» Exercise details
Only lines holding the word "anyhow" should be copied from the material.

» Data under study
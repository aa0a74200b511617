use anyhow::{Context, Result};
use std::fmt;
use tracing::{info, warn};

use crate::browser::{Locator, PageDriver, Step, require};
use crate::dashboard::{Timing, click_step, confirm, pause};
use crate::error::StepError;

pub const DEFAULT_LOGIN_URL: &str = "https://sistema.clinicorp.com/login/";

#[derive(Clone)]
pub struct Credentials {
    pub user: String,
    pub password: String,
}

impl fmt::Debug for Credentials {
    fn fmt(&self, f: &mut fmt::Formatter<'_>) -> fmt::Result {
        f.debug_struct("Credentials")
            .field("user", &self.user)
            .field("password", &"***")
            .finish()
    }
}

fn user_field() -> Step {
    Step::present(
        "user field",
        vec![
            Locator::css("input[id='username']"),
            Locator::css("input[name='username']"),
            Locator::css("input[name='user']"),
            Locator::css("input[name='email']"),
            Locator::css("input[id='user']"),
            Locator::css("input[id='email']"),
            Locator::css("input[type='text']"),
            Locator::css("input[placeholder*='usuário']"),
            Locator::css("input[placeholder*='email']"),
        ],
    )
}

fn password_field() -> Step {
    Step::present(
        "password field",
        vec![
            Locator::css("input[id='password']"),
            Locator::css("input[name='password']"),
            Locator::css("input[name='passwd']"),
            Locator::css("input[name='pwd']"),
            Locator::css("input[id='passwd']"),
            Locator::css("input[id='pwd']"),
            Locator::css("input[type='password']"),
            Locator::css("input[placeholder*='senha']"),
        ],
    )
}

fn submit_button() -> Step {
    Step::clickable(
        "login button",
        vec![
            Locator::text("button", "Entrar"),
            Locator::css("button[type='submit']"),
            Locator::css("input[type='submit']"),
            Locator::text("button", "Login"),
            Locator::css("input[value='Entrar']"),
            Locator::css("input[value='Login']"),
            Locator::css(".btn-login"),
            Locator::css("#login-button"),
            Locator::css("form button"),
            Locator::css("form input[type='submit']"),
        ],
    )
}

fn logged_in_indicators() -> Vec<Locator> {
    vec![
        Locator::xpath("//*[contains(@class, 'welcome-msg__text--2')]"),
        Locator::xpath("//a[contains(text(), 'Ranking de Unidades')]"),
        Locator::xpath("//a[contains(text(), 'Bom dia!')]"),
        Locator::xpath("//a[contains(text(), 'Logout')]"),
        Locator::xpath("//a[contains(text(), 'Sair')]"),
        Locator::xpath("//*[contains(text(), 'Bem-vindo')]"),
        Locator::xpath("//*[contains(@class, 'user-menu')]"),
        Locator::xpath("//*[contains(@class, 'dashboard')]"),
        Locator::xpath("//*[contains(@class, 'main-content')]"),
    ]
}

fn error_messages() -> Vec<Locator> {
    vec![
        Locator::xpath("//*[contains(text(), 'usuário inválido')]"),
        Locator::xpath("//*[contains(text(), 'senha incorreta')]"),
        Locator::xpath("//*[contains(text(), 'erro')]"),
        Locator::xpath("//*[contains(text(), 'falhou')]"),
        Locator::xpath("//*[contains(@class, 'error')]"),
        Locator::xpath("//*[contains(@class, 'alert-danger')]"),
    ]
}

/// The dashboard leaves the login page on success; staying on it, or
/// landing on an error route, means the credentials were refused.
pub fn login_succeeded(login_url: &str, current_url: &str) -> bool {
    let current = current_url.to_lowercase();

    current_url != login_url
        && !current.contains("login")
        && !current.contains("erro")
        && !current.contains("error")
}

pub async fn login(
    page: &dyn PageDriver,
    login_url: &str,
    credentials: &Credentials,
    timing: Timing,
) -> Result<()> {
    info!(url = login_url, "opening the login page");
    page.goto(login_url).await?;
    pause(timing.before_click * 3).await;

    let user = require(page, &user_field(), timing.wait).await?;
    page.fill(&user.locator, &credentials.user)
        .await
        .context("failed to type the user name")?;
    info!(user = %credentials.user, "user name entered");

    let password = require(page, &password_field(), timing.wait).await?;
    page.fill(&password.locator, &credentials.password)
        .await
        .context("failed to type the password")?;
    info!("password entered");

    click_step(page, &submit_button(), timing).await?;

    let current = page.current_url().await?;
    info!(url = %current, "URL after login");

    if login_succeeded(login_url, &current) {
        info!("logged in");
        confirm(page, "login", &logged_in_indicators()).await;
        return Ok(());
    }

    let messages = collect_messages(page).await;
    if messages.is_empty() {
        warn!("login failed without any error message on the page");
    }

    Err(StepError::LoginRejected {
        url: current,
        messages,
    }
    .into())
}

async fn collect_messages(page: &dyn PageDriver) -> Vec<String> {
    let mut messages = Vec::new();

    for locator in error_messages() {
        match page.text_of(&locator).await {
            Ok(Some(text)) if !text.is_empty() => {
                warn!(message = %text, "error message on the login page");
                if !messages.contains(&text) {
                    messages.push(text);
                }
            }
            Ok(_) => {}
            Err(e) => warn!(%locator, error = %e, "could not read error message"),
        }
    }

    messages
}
* * *
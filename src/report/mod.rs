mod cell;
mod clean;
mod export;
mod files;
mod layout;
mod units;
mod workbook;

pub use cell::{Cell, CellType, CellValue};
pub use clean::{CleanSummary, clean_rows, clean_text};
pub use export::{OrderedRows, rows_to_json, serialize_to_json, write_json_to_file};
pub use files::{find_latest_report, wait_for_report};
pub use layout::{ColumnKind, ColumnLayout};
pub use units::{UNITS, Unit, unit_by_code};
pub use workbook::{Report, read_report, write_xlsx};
* * *
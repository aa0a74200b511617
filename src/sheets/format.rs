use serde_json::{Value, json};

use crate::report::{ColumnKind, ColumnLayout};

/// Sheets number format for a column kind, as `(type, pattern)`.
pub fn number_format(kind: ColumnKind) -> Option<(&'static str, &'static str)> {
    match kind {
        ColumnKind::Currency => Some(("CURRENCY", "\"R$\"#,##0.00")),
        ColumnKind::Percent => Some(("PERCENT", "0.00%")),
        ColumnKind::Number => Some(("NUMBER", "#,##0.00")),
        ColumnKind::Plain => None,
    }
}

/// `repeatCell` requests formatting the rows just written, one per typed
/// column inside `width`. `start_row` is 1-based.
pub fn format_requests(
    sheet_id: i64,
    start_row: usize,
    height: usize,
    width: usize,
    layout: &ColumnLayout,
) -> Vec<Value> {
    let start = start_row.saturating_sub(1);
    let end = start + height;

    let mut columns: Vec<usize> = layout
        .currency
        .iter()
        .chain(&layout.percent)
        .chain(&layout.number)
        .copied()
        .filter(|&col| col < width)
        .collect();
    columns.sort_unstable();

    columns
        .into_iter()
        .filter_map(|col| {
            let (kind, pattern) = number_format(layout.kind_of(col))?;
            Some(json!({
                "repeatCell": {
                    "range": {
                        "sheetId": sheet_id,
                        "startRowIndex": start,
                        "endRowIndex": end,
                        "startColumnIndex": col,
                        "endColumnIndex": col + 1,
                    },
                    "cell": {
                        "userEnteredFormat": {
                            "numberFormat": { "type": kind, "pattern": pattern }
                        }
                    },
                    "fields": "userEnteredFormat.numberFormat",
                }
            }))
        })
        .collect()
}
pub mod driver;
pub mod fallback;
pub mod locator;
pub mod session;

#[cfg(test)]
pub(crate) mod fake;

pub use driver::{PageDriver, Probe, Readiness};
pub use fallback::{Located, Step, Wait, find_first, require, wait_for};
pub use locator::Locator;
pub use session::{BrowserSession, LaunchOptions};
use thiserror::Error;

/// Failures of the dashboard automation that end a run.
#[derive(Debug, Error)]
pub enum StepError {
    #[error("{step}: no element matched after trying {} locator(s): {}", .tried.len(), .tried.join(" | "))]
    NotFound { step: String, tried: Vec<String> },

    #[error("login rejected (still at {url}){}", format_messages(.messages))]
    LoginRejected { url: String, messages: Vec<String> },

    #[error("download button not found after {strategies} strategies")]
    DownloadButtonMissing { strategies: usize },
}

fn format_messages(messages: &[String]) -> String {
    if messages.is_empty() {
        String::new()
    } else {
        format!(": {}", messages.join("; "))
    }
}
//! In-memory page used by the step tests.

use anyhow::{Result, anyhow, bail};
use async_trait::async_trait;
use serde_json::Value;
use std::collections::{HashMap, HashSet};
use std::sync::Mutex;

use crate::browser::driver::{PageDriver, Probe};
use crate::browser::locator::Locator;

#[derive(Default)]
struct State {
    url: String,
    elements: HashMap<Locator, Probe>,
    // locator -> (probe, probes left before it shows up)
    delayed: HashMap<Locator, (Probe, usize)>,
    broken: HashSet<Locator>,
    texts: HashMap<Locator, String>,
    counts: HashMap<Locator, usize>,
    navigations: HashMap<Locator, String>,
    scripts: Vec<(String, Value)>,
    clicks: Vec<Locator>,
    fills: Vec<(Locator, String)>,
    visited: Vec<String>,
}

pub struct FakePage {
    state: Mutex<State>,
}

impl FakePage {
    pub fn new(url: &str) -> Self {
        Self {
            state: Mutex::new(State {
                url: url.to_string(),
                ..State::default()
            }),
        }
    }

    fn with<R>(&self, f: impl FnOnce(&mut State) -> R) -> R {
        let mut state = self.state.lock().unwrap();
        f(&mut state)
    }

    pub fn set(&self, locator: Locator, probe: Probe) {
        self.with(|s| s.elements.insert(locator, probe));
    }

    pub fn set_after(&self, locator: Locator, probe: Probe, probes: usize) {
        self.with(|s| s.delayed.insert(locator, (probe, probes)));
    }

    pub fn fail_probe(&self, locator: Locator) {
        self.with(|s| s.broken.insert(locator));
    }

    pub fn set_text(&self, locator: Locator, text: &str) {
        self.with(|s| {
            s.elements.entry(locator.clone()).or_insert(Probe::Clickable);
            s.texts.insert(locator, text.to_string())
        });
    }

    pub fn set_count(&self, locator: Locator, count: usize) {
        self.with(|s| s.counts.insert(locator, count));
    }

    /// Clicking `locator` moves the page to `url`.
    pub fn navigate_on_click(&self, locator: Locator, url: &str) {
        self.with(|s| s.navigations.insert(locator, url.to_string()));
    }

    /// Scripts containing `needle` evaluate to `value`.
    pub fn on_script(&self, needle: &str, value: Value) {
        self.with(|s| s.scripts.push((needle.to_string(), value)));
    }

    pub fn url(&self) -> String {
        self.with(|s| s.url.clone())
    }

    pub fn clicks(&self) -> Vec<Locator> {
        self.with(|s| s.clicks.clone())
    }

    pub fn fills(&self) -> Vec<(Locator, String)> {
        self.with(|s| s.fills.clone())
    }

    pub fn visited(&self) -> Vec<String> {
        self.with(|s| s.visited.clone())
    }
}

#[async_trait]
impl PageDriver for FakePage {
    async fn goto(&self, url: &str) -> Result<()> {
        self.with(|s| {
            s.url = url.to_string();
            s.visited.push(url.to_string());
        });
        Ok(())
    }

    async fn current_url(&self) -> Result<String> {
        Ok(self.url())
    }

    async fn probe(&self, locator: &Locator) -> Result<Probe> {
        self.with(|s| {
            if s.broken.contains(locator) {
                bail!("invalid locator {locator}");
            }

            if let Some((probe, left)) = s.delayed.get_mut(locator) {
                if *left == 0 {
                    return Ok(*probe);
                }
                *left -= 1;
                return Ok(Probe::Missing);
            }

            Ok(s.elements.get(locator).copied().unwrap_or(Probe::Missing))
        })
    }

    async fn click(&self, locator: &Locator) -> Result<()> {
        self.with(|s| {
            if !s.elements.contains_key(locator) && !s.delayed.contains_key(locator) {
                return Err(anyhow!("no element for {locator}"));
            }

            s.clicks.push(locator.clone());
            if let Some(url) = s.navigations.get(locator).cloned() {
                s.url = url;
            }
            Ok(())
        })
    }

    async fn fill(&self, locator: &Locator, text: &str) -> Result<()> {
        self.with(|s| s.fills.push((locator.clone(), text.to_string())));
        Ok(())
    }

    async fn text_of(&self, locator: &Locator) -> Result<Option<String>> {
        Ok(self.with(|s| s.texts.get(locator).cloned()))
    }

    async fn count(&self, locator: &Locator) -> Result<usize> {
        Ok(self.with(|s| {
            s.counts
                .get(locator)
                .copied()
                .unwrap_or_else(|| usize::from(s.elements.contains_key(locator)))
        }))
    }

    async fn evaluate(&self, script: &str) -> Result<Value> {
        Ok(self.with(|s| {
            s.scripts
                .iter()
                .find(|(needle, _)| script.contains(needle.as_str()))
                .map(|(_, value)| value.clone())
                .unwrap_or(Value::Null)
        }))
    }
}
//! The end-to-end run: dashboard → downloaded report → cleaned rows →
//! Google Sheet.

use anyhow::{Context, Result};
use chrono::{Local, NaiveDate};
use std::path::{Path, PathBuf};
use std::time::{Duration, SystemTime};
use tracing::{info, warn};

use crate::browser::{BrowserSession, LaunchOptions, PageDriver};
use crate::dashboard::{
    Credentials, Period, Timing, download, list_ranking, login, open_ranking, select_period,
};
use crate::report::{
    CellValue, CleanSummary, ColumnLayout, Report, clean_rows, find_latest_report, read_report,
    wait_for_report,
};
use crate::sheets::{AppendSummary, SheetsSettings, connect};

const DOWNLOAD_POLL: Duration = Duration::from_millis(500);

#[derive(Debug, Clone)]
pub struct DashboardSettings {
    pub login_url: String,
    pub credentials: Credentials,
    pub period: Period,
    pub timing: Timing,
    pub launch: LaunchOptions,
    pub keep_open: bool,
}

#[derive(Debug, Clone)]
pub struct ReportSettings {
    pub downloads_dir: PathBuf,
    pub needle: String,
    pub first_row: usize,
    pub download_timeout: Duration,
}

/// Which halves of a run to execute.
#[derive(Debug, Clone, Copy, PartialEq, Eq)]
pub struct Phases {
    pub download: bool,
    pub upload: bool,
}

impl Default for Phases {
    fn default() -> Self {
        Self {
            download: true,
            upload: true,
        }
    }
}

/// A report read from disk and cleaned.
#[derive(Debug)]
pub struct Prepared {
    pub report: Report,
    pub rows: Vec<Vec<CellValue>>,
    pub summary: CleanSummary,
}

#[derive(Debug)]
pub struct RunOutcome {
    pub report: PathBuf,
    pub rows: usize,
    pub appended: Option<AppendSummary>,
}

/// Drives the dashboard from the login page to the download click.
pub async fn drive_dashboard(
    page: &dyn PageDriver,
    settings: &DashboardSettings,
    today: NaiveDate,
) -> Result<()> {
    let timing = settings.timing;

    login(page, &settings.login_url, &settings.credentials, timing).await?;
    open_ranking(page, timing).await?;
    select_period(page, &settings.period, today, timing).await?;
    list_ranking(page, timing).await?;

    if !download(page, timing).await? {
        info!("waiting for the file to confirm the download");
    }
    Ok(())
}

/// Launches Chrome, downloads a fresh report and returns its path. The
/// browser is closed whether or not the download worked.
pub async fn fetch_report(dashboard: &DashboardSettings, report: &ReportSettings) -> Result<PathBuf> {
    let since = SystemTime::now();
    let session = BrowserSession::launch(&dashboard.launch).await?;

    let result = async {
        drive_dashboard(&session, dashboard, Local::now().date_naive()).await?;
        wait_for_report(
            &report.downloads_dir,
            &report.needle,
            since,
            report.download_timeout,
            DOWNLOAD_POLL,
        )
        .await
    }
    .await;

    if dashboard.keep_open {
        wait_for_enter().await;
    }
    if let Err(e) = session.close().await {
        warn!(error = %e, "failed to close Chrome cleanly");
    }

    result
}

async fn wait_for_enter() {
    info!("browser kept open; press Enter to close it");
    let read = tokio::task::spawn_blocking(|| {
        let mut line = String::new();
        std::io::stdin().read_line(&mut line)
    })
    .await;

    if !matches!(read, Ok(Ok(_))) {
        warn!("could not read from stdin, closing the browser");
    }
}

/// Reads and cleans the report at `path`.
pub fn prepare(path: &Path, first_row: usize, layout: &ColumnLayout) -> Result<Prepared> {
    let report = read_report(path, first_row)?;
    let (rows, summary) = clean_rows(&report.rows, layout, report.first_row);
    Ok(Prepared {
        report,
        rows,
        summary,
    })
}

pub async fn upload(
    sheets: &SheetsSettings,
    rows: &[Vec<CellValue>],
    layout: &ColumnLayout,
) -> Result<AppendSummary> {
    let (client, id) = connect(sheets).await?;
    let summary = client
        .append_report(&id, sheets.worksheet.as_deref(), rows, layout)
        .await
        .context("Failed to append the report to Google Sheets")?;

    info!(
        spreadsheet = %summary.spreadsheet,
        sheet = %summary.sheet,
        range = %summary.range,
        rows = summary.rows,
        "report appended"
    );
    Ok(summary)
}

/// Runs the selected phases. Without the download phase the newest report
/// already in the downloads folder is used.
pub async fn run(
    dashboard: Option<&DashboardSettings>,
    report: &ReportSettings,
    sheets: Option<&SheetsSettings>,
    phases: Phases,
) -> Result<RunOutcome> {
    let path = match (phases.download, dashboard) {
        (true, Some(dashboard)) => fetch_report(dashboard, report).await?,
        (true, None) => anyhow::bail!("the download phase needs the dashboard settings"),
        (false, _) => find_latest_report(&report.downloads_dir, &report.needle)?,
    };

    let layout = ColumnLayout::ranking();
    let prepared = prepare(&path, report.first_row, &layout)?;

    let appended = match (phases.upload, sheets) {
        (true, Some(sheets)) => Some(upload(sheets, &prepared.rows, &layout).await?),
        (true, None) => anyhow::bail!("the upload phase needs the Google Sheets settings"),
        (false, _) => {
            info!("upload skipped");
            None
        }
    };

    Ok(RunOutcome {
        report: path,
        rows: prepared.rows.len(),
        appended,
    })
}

» Response below
use anyhow::{Context, Result};
use anyhow::{Result, anyhow, bail};
                return Err(anyhow!("no element for {locator}"));
use anyhow::{Context, Result};
        (true, None) => anyhow::bail!("the download phase needs the dashboard settings"),
        (true, None) => anyhow::bail!("the upload phase needs the Google Sheets settings"),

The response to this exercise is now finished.